AIM OF THE EXERCISE:
Copy all of the records word for word.

Saved data entries
//! Validate Command

use std::path::{Path, PathBuf};

use anyhow::{bail, Result};
use clap::Args;
use serde::Serialize;
use uiflow_e2e::scenario::discover;
use uiflow_e2e::{RunnerConfig, Scenario};

use super::{load_config, scenario_paths, EXIT_FAILED, EXIT_PASSED};
use crate::output::{outcome_label, print_error, print_list, print_success, OutputFormat, TableDisplay};

#[derive(Args, Debug, Default)]
pub struct ValidateArgs {
    /// Scenario files or directories (default: scenarios_dir from config)
    pub paths: Vec<PathBuf>,

    /// Also require every `${NAME}` input to have a value
    #[arg(long)]
    pub inputs: bool,
}

/// Validation result display wrapper for serialization
#[derive(Debug, Serialize)]
pub struct ValidationRow {
    pub file: String,
    pub id: Option<String>,
    pub status: &'static str,
    pub error: Option<String>,
}

impl TableDisplay for ValidationRow {
    fn headers() -> Vec<&'static str> {
        vec!["File", "Scenario", "Status", "Error"]
    }

    fn row(&self) -> Vec<String> {
        vec![
            self.file.clone(),
            self.id.clone().unwrap_or_else(|| "-".to_string()),
            outcome_label(self.status),
            self.error.clone().unwrap_or_default(),
        ]
    }

    fn line(&self) -> String {
        match &self.error {
            Some(e) => format!("{} invalid {}", self.file, e),
            None => format!("{} ok", self.file),
        }
    }
}

/// Check one file; never stops at the first bad scenario
pub fn check_file(path: &Path, config: &RunnerConfig, inputs: bool) -> ValidationRow {
    let file = path.display().to_string();
    let checked = Scenario::from_file(path).and_then(|scenario| {
        if inputs {
            scenario.resolve_inputs(&config.vars)?;
        }
        Ok(scenario)
    });
    match checked {
        Ok(scenario) => ValidationRow {
            file,
            id: Some(scenario.id),
            status: "ok",
            error: None,
        },
        Err(e) => ValidationRow {
            file,
            id: None,
            status: "invalid",
            error: Some(e.to_string()),
        },
    }
}

pub async fn execute(args: ValidateArgs, config_path: &Path, format: OutputFormat) -> Result<u8> {
    let config = load_config(config_path)?;
    let paths = scenario_paths(&args.paths, &config);

    let files = discover(&paths);
    if files.is_empty() {
        bail!("No scenario files found");
    }

    let rows: Vec<ValidationRow> = files
        .iter()
        .map(|f| check_file(f, &config, args.inputs))
        .collect();
    print_list(&rows, format);

    let invalid = rows.iter().filter(|r| r.error.is_some()).count();
    if invalid == 0 {
        print_success(&format!("{} scenario file(s) valid", rows.len()));
        Ok(EXIT_PASSED)
    } else {
        print_error(&format!("{} of {} scenario file(s) invalid", invalid, rows.len()));
        Ok(EXIT_FAILED)
    }
}

#[cfg(test)]
mod tests {
    use super::*;

    #[test]
    fn test_check_file_reports_each_problem() {
        let dir = tempfile::tempdir().unwrap();
        let good = dir.path().join("good.yaml");
        let bad = dir.path().join("bad.yaml");
        let needs_input = dir.path().join("input.yaml");
        std::fs::write(&good, "id: good\nexpect: { locator: { text: ok } }\n").unwrap();
        std::fs::write(&bad, "id: bad\nsteps: [{ action: teleport }]\nexpect: { locator: { text: ok } }\n").unwrap();
        std::fs::write(
            &needs_input,
            "id: input\nsteps: [{ action: navigate, url: \"${UIFLOW_TEST_UNSET_HOST}/x\" }]\nexpect: { locator: { text: ok } }\n",
        )
        .unwrap();

        let config = RunnerConfig::default();
        assert_eq!(check_file(&good, &config, true).status, "ok");
        assert_eq!(check_file(&bad, &config, false).status, "invalid");
        assert_eq!(check_file(&needs_input, &config, false).status, "ok");

        let row = check_file(&needs_input, &config, true);
        assert_eq!(row.status, "invalid");
        assert!(row.error.unwrap().contains("UIFLOW_TEST_UNSET_HOST"));
    }
}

SOLUTION BELOW:
//! Validate Command

use std::path::{Path, PathBuf};

use anyhow::{bail, Result};
use clap::Args;
use serde::Serialize;
use uiflow_e2e::scenario::discover;
use uiflow_e2e::{RunnerConfig, Scenario};

use super::{load_config, scenario_paths, EXIT_FAILED, EXIT_PASSED};
use crate::output::{outcome_label, print_error, print_list, print_success, OutputFormat, TableDisplay};

#[derive(Args, Debug, Default)]
pub struct ValidateArgs {
    /// Scenario files or directories (default: scenarios_dir from config)
    pub paths: Vec<PathBuf>,

    /// Also require every `${NAME}` input to have a value
    #[arg(long)]
    pub inputs: bool,
}

/// Validation result display wrapper for serialization
#[derive(Debug, Serialize)]
pub struct ValidationRow {
    pub file: String,
    pub id: Option<String>,
    pub status: &'static str,
    pub error: Option<String>,
}

impl TableDisplay for ValidationRow {
    fn headers() -> Vec<&'static str> {
        vec!["File", "Scenario", "Status", "Error"]
    }

    fn row(&self) -> Vec<String> {
        vec![
            self.file.clone(),
            self.id.clone().unwrap_or_else(|| "-".to_string()),
            outcome_label(self.status),
            self.error.clone().unwrap_or_default(),
        ]
    }

    fn line(&self) -> String {
        match &self.error {
            Some(e) => format!("{} invalid {}", self.file, e),
            None => format!("{} ok", self.file),
        }
    }
}

/// Check one file; never stops at the first bad scenario
pub fn check_file(path: &Path, config: &RunnerConfig, inputs: bool) -> ValidationRow {
    let file = path.display().to_string();
    let checked = Scenario::from_file(path).and_then(|scenario| {
        if inputs {
            scenario.resolve_inputs(&config.vars)?;
        }
        Ok(scenario)
    });
    match checked {
        Ok(scenario) => ValidationRow {
            file,
            id: Some(scenario.id),
            status: "ok",
            error: None,
        },
        Err(e) => ValidationRow {
            file,
            id: None,
            status: "invalid",
            error: Some(e.to_string()),
        },
    }
}

pub async fn execute(args: ValidateArgs, config_path: &Path, format: OutputFormat) -> Result<u8> {
    let config = load_config(config_path)?;
    let paths = scenario_paths(&args.paths, &config);

    let files = discover(&paths);
    if files.is_empty() {
        bail!("No scenario files found");
    }

    let rows: Vec<ValidationRow> = files
        .iter()
        .map(|f| check_file(f, &config, args.inputs))
        .collect();
    print_list(&rows, format);

    let invalid = rows.iter().filter(|r| r.error.is_some()).count();
    if invalid == 0 {
        print_success(&format!("{} scenario file(s) valid", rows.len()));
        Ok(EXIT_PASSED)
    } else {
        print_error(&format!("{} of {} scenario file(s) invalid", invalid, rows.len()));
        Ok(EXIT_FAILED)
    }
}

#[cfg(test)]
mod tests {
    use super::*;

    #[test]
    fn test_check_file_reports_each_problem() {
        let dir = tempfile::tempdir().unwrap();
        let good = dir.path().join("good.yaml");
        let bad = dir.path().join("bad.yaml");
        let needs_input = dir.path().join("input.yaml");
        std::fs::write(&good, "id: good\nexpect: { locator: { text: ok } }\n").unwrap();
        std::fs::write(&bad, "id: bad\nsteps: [{ action: teleport }]\nexpect: { locator: { text: ok } }\n").unwrap();
        std::fs::write(
            &needs_input,
            "id: input\nsteps: [{ action: navigate, url: \"${UIFLOW_TEST_UNSET_HOST}/x\" }]\nexpect: { locator: { text: ok } }\n",
        )
        .unwrap();

        let config = RunnerConfig::default();
        assert_eq!(check_file(&good, &config, true).status, "ok");
        assert_eq!(check_file(&bad, &config, false).status, "invalid");
        assert_eq!(check_file(&needs_input, &config, false).status, "ok");

        let row = check_file(&needs_input, &config, true);
        assert_eq!(row.status, "invalid");
        assert!(row.error.unwrap().contains("UIFLOW_TEST_UNSET_HOST"));
    }
}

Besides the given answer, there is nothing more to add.